“History repeats itself” has become somewhat of a cliché. Yet the full quote, attributed to Karl Marx in his work ‘The Eighteenth Brumaire of Louis Napoleon’, is said to be: “history repeats itself; the first as tragedy, then as farce.” In this respect too, we may understand history as coming in waves with certain events triggering personalities, movements and narratives of thinking.

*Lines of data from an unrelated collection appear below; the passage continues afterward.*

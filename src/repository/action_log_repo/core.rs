use crate::domain::action_log::ActionLog;
use crate::repository::error::{RepositoryError, RepositoryResult};
use std::sync::{Mutex, MutexGuard};

// ==========================================
// ActionLogRepository - 操作日志仓储
// ==========================================
// 红线: Repository 不做业务逻辑,只做存取
#[derive(Default)]
pub struct ActionLogRepository {
    logs: Mutex<Vec<ActionLog>>,
}

impl ActionLogRepository {
    /// 创建新的操作日志仓储
    pub fn new() -> Self {
        Self::default()
    }

    /// 获取日志列表锁
    pub(super) fn get_logs(&self) -> RepositoryResult<MutexGuard<'_, Vec<ActionLog>>> {
        self.logs
            .lock()
            .map_err(|e| RepositoryError::LockError(e.to_string()))
    }

    // ==========================================
    // 写入操作
    // ==========================================

    /// 插入操作日志
    ///
    /// # 返回
    /// - `Ok(action_id)`: 成功插入
    /// - `Err(DuplicateId)`: action_id 已存在
    pub fn insert(&self, log: &ActionLog) -> RepositoryResult<String> {
        let mut logs = self.get_logs()?;

        if logs.iter().any(|l| l.action_id == log.action_id) {
            return Err(RepositoryError::DuplicateId(log.action_id.clone()));
        }

        logs.push(log.clone());
        Ok(log.action_id.clone())
    }
}
// ==========================================
// D.O.A 退货处置系统 - 配置层
// ==========================================
// 职责: 系统配置管理, 文件加载 + 运行时覆写
// ==========================================

pub mod config_manager;

// 重导出核心配置管理器
pub use config_manager::{
    config_keys, get_default_config_path, ConfigError, ConfigManager, ConfigResult,
};
use super::core::ActionLogRepository;
use crate::domain::action_log::{ActionLog, ActionType};
use crate::repository::error::RepositoryResult;

impl ActionLogRepository {
    // ==========================================
    // 查询操作
    // ==========================================

    /// 按 action_id 查询单个日志
    pub fn find_by_id(&self, action_id: &str) -> RepositoryResult<Option<ActionLog>> {
        let logs = self.get_logs()?;
        Ok(logs.iter().find(|l| l.action_id == action_id).cloned())
    }

    /// 查询某条退货记录的全部日志（按写入顺序）
    pub fn find_by_record_id(&self, record_id: &str) -> RepositoryResult<Vec<ActionLog>> {
        let logs = self.get_logs()?;
        Ok(logs
            .iter()
            .filter(|l| l.record_id == record_id)
            .cloned()
            .collect())
    }

    /// 按操作类型查询
    pub fn find_by_action_type(&self, action_type: ActionType) -> RepositoryResult<Vec<ActionLog>> {
        let logs = self.get_logs()?;
        Ok(logs
            .iter()
            .filter(|l| l.action_type == action_type)
            .cloned()
            .collect())
    }

    /// 最近 N 条日志（最新在前）
    pub fn find_recent(&self, limit: usize) -> RepositoryResult<Vec<ActionLog>> {
        let logs = self.get_logs()?;
        Ok(logs.iter().rev().take(limit).cloned().collect())
    }

    /// 日志总数
    pub fn count(&self) -> RepositoryResult<usize> {
        Ok(self.get_logs()?.len())
    }
}
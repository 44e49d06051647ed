// ==========================================
// D.O.A 退货处置系统 - API层错误类型
// ==========================================
// 职责: 定义API层错误类型, 将仓储/引擎/导入错误转换为展示层可读的错误
// 红线: 被拒绝的操作不修改记录, 错误必须说明原因
// ==========================================

use crate::config::ConfigError;
use crate::engine::error::WorkflowError;
use crate::importer::error::ImportError;
use crate::repository::error::RepositoryError;
use thiserror::Error;

/// API层错误类型
#[derive(Error, Debug)]
pub enum ApiError {
    // ==========================================
    // 记录错误
    // ==========================================
    #[error("资源未找到: {0}")]
    NotFound(String),

    #[error("记录ID重复: {0}")]
    DuplicateId(String),

    // ==========================================
    // 流程规则错误
    // ==========================================
    #[error("无效等级: {0}（仅支持 A/B/C/D）")]
    InvalidGrade(String),

    #[error("无效分配目标: {0}（仅支持 WSK/DG）")]
    InvalidTarget(String),

    #[error("无效的状态转换: action={action}, from={from}")]
    InvalidTransition { from: String, action: String },

    #[error("记录已处于终态: {0}")]
    TerminalState(String),

    #[error("记录尚未定级: {0}")]
    Ungraded(String),

    // ==========================================
    // 输入与数据错误
    // ==========================================
    #[error("无效输入: {0}")]
    InvalidInput(String),

    #[error("文件导入失败: {0}")]
    ImportError(String),

    #[error("数据验证失败: {0}")]
    ValidationError(String),

    #[error("配置错误: {0}")]
    ConfigError(String),

    // ==========================================
    // 并发控制错误
    // ==========================================
    #[error("锁获取失败: {0}")]
    LockError(String),

    // ==========================================
    // 通用错误
    // ==========================================
    #[error("内部错误: {0}")]
    InternalError(String),

    #[error(transparent)]
    Other(#[from] anyhow::Error),
}

// ==========================================
// 从 RepositoryError 转换
// ==========================================
impl From<RepositoryError> for ApiError {
    fn from(err: RepositoryError) -> Self {
        match err {
            RepositoryError::NotFound { entity, id } => {
                ApiError::NotFound(format!("{}(id={})不存在", entity, id))
            }
            RepositoryError::DuplicateId(id) => ApiError::DuplicateId(id),
            RepositoryError::TerminalState { id } => ApiError::TerminalState(id),
            RepositoryError::InconsistentStage { status, storage } => ApiError::InternalError(
                format!("状态与库位不一致: status={}, storage={}", status, storage),
            ),
            RepositoryError::LockError(msg) => ApiError::LockError(msg),
            RepositoryError::ValidationError(msg) => ApiError::ValidationError(msg),
            RepositoryError::InternalError(msg) => ApiError::InternalError(msg),
            RepositoryError::Other(err) => ApiError::Other(err),
        }
    }
}

// ==========================================
// 从 WorkflowError 转换
// ==========================================
impl From<WorkflowError> for ApiError {
    fn from(err: WorkflowError) -> Self {
        match err {
            WorkflowError::InvalidGrade(raw) => ApiError::InvalidGrade(raw),
            WorkflowError::InvalidTarget(raw) => ApiError::InvalidTarget(raw),
            WorkflowError::InvalidTransition { from, action } => {
                ApiError::InvalidTransition { from, action }
            }
            WorkflowError::TerminalState { id } => ApiError::TerminalState(id),
            WorkflowError::Ungraded { id } => ApiError::Ungraded(id),
        }
    }
}

impl From<ImportError> for ApiError {
    fn from(err: ImportError) -> Self {
        ApiError::ImportError(err.to_string())
    }
}

impl From<ConfigError> for ApiError {
    fn from(err: ConfigError) -> Self {
        ApiError::ConfigError(err.to_string())
    }
}

/// Result 类型别名
pub type ApiResult<T> = Result<T, ApiError>;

A decade after the start of the Great Depression our grandparents’ generation witnessed the outbreak of the Second World War. The depression started in the United States in 1929 and would carry on for four years. Worldwide the gross domestic product fell by approximately fifteen percent. It was the first great depression of a globalised economy. Eventually this hardship led to what we call today: ‘economic nationalism’.
Despite these hardships and the rise of economic nationalism, national socialism in Germany and fascism in Italy and Japan was accompanied by growth and expansion in these economies. During the pre-war years, following the Great Depression, these three economies in particular sought to address the needs of their own people first and soon identified economic targets in their countries. Germany, the most explicit example, attacked Jews who had great influence on the local German economy. Yet even the initial response by some states during the subsequent war was isolationist.
We are not quite sure when the Great Recession, sparked again in the United States in 2008/9, ended. However, what we do know is that 2018/19 will mark a decade since the beginning of that economic crash, the worst kind seen since the Great Depression. We are also once again experiencing the emergence of economic nationalism, unilateralism and isolationism. In the aftermath of the Great Recession, we have seen migrants from countries of the south identified as the “other”; as were the Jews, Roma, and communists in the lead up to the Second World War.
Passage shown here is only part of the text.